Seated Head Harness Neck Resistance
Benefits Of This Exercise
- Strengthens the neck muscles
- Improves posture
- Helps with balance and coordination
- Reduces tension and pain in the neck
- Increases muscular endurance
- Improves overall strength
Step by Step Instructions For Seated Head Harness Neck Resistance
- Prepare the equipment: Place a neck strap on the floor at the end of a flat bench.
- Get into position: Sit at the end of the flat bench with your feet wider than shoulder width apart. Point your toes outwards.
- Secure the neck strap: Slowly move your torso forward until it is almost parallel to the floor. Use both hands to securely position the neck strap around your head. Make sure the weights are still on the floor to prevent strain on your neck. Grab the weight with both hands and elevate your torso back until it is almost perpendicular to the floor. Tilt your head and torso slightly forward.
- Starting position: Place both hands on top of your knees.
- Lower your neck: Slowly lower your neck down until your chin touches the upper part of your chest. Breathe in while doing this movement.
- Return to starting position: While exhaling, bring your neck back to the starting position.
- Repeat: Repeat the exercise for the recommended number of repetitions.
Caution: This exercise puts a lot of stress on the neck muscles and should be approached with caution. Any sudden jerk or movement can strain your neck muscles. It is best to practice the form without any weights initially to get used to the movements required for this exercise.
Warm Up Tips
- Before starting the exercise, make sure to select the appropriate weights and place a neck strap on the floor at the end of a flat bench.
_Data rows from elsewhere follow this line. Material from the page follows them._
//! Conversation Resolver - find-or-create idempotente per coppia di utenti
//!
//! Due "primi messaggi" simultanei tra la stessa coppia non devono mai creare
//! due conversazioni: la sequenza check-then-create gira dentro una sezione
//! critica in-process con chiave (min, max) della coppia, quindi l'ordine dei
//! due utenti non conta.

use crate::core::{AppState, DispatchError};
use crate::ws::locks::{KeyedLockGuard, KeyedLocks};
use chrono::Utc;
use tracing::{debug, info, instrument};

/// Lock di breve durata, uno per coppia non ordinata di utenti.
/// Le entry vivono solo per la durata della sezione critica.
pub struct PairLocks {
    locks: KeyedLocks<(i32, i32)>,
}

impl PairLocks {
    pub fn new() -> Self {
        PairLocks {
            locks: KeyedLocks::new(),
        }
    }

    /// Lock per la coppia, normalizzata a (min, max): l'ordine dei due utenti
    /// non conta
    pub async fn lock(&self, user_a: i32, user_b: i32) -> KeyedLockGuard<'_, (i32, i32)> {
        self.locks.lock((user_a.min(user_b), user_a.max(user_b))).await
    }
}

impl Default for PairLocks {
    fn default() -> Self {
        Self::new()
    }
}

/// Trova la conversazione tra i due utenti o la crea se non esiste ancora.
///
/// Alla creazione vengono inseriti conversazione + due righe partecipante
/// (joined_at = adesso) e tutte le connessioni live di entrambi gli utenti
/// vengono iscritte al nuovo gruppo, così il primo ReceiveMessage raggiunge
/// anche un destinatario che non ha mai fatto JoinConversation.
#[instrument(skip(state), fields(user_a, user_b))]
pub async fn find_or_create_conversation(
    state: &AppState,
    user_a: i32,
    user_b: i32,
) -> Result<i32, DispatchError> {
    let _guard = state.pair_locks.lock(user_a, user_b).await;

    if let Some(existing) = state
        .participants
        .find_conversation_between(&user_a, &user_b)
        .await?
    {
        debug!(conversation_id = existing, "Conversation already exists");
        return Ok(existing);
    }

    let now = Utc::now();
    let conversation = state.conversations.create(&now).await?;
    state
        .participants
        .add(&conversation.conversation_id, &user_a, &now)
        .await?;
    state
        .participants
        .add(&conversation.conversation_id, &user_b, &now)
        .await?;

    // entrambi gli utenti, se online, entrano subito nel gruppo
    for user_id in [user_a, user_b] {
        for conn_id in state.presence.connections_for(&user_id) {
            state.groups.join(&conversation.conversation_id, conn_id);
        }
    }

    info!(
        conversation_id = conversation.conversation_id,
        "New conversation created between users"
    );
    Ok(conversation.conversation_id)
}

/// Variante usata dal dispatcher: verifica prima che il destinatario esista
pub async fn resolve_for_send(
    state: &AppState,
    sender_id: i32,
    receiver_id: i32,
) -> Result<i32, DispatchError> {
    if !state.user.exists(&receiver_id).await? {
        return Err(DispatchError::NotFound("Recipient user not found"));
    }
    find_or_create_conversation(state, sender_id, receiver_id).await
}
- Sit at the end of the flat bench with your feet wider than shoulder width apart and toes pointed out. Slowly move your torso forward until it is almost parallel to the floor.
- Securely position the neck strap around your head, making sure the weights are still lying on the floor to avoid strain on the neck. Grab the weight with both hands and elevate your torso back until it is almost perpendicular to the floor. Tilt your head and torso slightly forward.
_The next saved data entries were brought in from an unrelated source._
//! Error handling - Errori applicativi per HTTP e per il dispatcher WebSocket

use axum::{Json, http::StatusCode, response::IntoResponse};
use serde::Serialize;
use std::fmt;

#[derive(Serialize)]
struct ErrorResponse {
    error: &'static str,
    #[serde(skip_serializing_if = "Option::is_none")]
    details: Option<String>,
}

pub struct AppError {
    status: StatusCode,
    message: &'static str,
    details: Option<String>,
}

impl AppError {
    pub fn new(status: StatusCode, message: &'static str) -> Self {
        Self {
            status,
            message,
            details: None,
        }
    }

    pub fn with_details(mut self, details: impl Into<String>) -> Self {
        self.details = Some(details.into());
        self
    }

    // Common error constructors
    pub fn not_found(message: &'static str) -> Self {
        Self::new(StatusCode::NOT_FOUND, message)
    }

    pub fn bad_request(message: &'static str) -> Self {
        Self::new(StatusCode::BAD_REQUEST, message)
    }

    pub fn unauthorized(message: &'static str) -> Self {
        Self::new(StatusCode::UNAUTHORIZED, message)
    }

    pub fn forbidden(message: &'static str) -> Self {
        Self::new(StatusCode::FORBIDDEN, message)
    }

    pub fn conflict(message: &'static str) -> Self {
        Self::new(StatusCode::CONFLICT, message)
    }

    pub fn internal_server_error(message: &'static str) -> Self {
        Self::new(StatusCode::INTERNAL_SERVER_ERROR, message)
    }

    pub fn service_unavailable(message: &'static str) -> Self {
        Self::new(StatusCode::SERVICE_UNAVAILABLE, message)
    }
}

impl From<sqlx::Error> for AppError {
    fn from(err: sqlx::Error) -> Self {
        match err {
            sqlx::Error::RowNotFound => Self::not_found("Resource not found"),

            sqlx::Error::Database(_) => Self::bad_request("Database error"),

            sqlx::Error::PoolTimedOut | sqlx::Error::PoolClosed => {
                Self::service_unavailable("Database unavailable")
            }

            _ => Self::internal_server_error("Internal server error"),
        }
    }
}

impl From<axum::Error> for AppError {
    fn from(err: axum::Error) -> Self {
        Self::internal_server_error("Internal server error").with_details(err.to_string())
    }
}

impl From<validator::ValidationErrors> for AppError {
    fn from(err: validator::ValidationErrors) -> Self {
        Self::bad_request("Validation error").with_details(err.to_string())
    }
}

impl IntoResponse for AppError {
    fn into_response(self) -> axum::response::Response {
        let body = Json(ErrorResponse {
            error: self.message,
            details: self.details,
        });
        (self.status, body).into_response()
    }
}

/// Errori delle operazioni del dispatcher, consegnati al client sul canale
/// WebSocket come `ServerEvent::Error { code, message }`.
///
/// La connessione resta aperta in ogni caso: un'operazione rifiutata non è
/// mai motivo di disconnessione. `TransientStorage` NON viene ritentato
/// automaticamente, per non rischiare invii duplicati.
#[derive(Debug)]
pub enum DispatchError {
    /// Utente, messaggio o conversazione referenziati non esistono
    NotFound(&'static str),
    /// Violazione di autorizzazione (es. edit di un messaggio altrui)
    Forbidden(&'static str),
    /// Input malformato, rifiutato prima di qualunque accesso al database
    Validation(String),
    /// Lo storage non è raggiungibile: l'operazione fallisce ed è ritentabile dal client
    TransientStorage(sqlx::Error),
}

impl DispatchError {
    /// Codice numerico inviato al client, allineato agli status HTTP
    pub fn code(&self) -> u16 {
        match self {
            DispatchError::NotFound(_) => 404,
            DispatchError::Forbidden(_) => 403,
            DispatchError::Validation(_) => 400,
            DispatchError::TransientStorage(_) => 503,
        }
    }

    pub fn message(&self) -> String {
        match self {
            DispatchError::NotFound(msg) | DispatchError::Forbidden(msg) => (*msg).to_string(),
            DispatchError::Validation(msg) => msg.clone(),
            DispatchError::TransientStorage(_) => "Storage temporarily unavailable, retry the operation".to_string(),
        }
    }
}

impl fmt::Display for DispatchError {
    fn fmt(&self, f: &mut fmt::Formatter<'_>) -> fmt::Result {
        match self {
            DispatchError::TransientStorage(e) => write!(f, "transient storage error: {}", e),
            other => write!(f, "{}", other.message()),
        }
    }
}

impl std::error::Error for DispatchError {}

impl From<sqlx::Error> for DispatchError {
    fn from(err: sqlx::Error) -> Self {
        match err {
            sqlx::Error::RowNotFound => Self::NotFound("Resource not found"),
            other => Self::TransientStorage(other),
        }
    }
}

impl From<validator::ValidationErrors> for DispatchError {
    fn from(err: validator::ValidationErrors) -> Self {
        Self::Validation(err.to_string())
    }
}

impl From<DispatchError> for AppError {
    fn from(err: DispatchError) -> Self {
        match err {
            DispatchError::NotFound(msg) => AppError::not_found(msg),
            DispatchError::Forbidden(msg) => AppError::forbidden(msg),
            DispatchError::Validation(details) => {
                AppError::bad_request("Validation error").with_details(details)
            }
            DispatchError::TransientStorage(e) => {
                AppError::service_unavailable("Database unavailable").with_details(e.to_string())
            }
        }
    }
}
- Place both hands on top of your knees to establish the starting position.
- While breathing in, slowly lower your neck down until your chin touches the upper part of your chest.
- Exhale as you bring your neck back to the starting position.
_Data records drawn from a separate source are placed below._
//! Common repository traits
//!
//! This module defines generic interfaces for database operations.

/// Trait for creating new entities in the database
///
/// # Type Parameters
/// * `Entity` - Type of the returned entity (with ID assigned by the database)
/// * `CreateDTO` - DTO for creation (without ID, will be automatically generated)
pub trait Create<Entity, CreateDTO> {
    /// Creates a new entity in the database
    ///
    /// # Returns
    /// * `Ok(Entity)` - Created entity with ID assigned by the database
    /// * `Err(sqlx::Error)` - Error during insertion
    async fn create(&self, data: &CreateDTO) -> Result<Entity, sqlx::Error>;
}

/// Trait for reading a single entity by primary key
///
/// # Type Parameters
/// * `Entity` - Type of the entity to read
/// * `Id` - Type of the primary key (e.g. `i32`, `String`, `(i32, i32)`)
pub trait Read<Entity, Id> {
    /// Reads an entity from the database by its primary key
    ///
    /// # Returns
    /// * `Ok(Some(Entity))` - Entity found
    /// * `Ok(None)` - No entity with that ID
    /// * `Err(sqlx::Error)` - Error during reading
    async fn read(&self, id: &Id) -> Result<Option<Entity>, sqlx::Error>;
}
- Repeat the exercise for the recommended number of repetitions.
Caution: This exercise puts a lot of stress on the neck muscles, so approach it with caution. Avoid any sudden jerks or movements that could strain the neck muscles. It is advisable to practice the form without any weights initially to get used to the movements required for this exercise.
Seated Head Harness Neck Resistance Safety Tips
- Ensure that the neck strap is securely positioned around your head before grabbing the weights. This will prevent any strain on the neck.
- Keep your head and torso slightly tilted forward throughout the exercise to maintain proper form.
- Start with lighter weights or no weights at all to practice the form and get used to the movements required for this exercise.
- Perform the exercise in a slow and controlled manner, avoiding any sudden jerks or movements that can strain the neck muscles.
- Listen to your body and stop the exercise if you experience any pain or discomfort in the neck area.
- Do not exceed the recommended amount of repetitions to avoid overexertion of the neck muscles.
- If you have any pre-existing neck injuries or conditions, consult with a healthcare professional before attempting this exercise.
- Always warm up before starting the exercise to prepare the neck muscles for the workout.
- Stay hydrated throughout the exercise to prevent muscle cramps and fatigue.
- If you feel any dizziness or lightheadedness during the exercise, take a break and rest before continuing.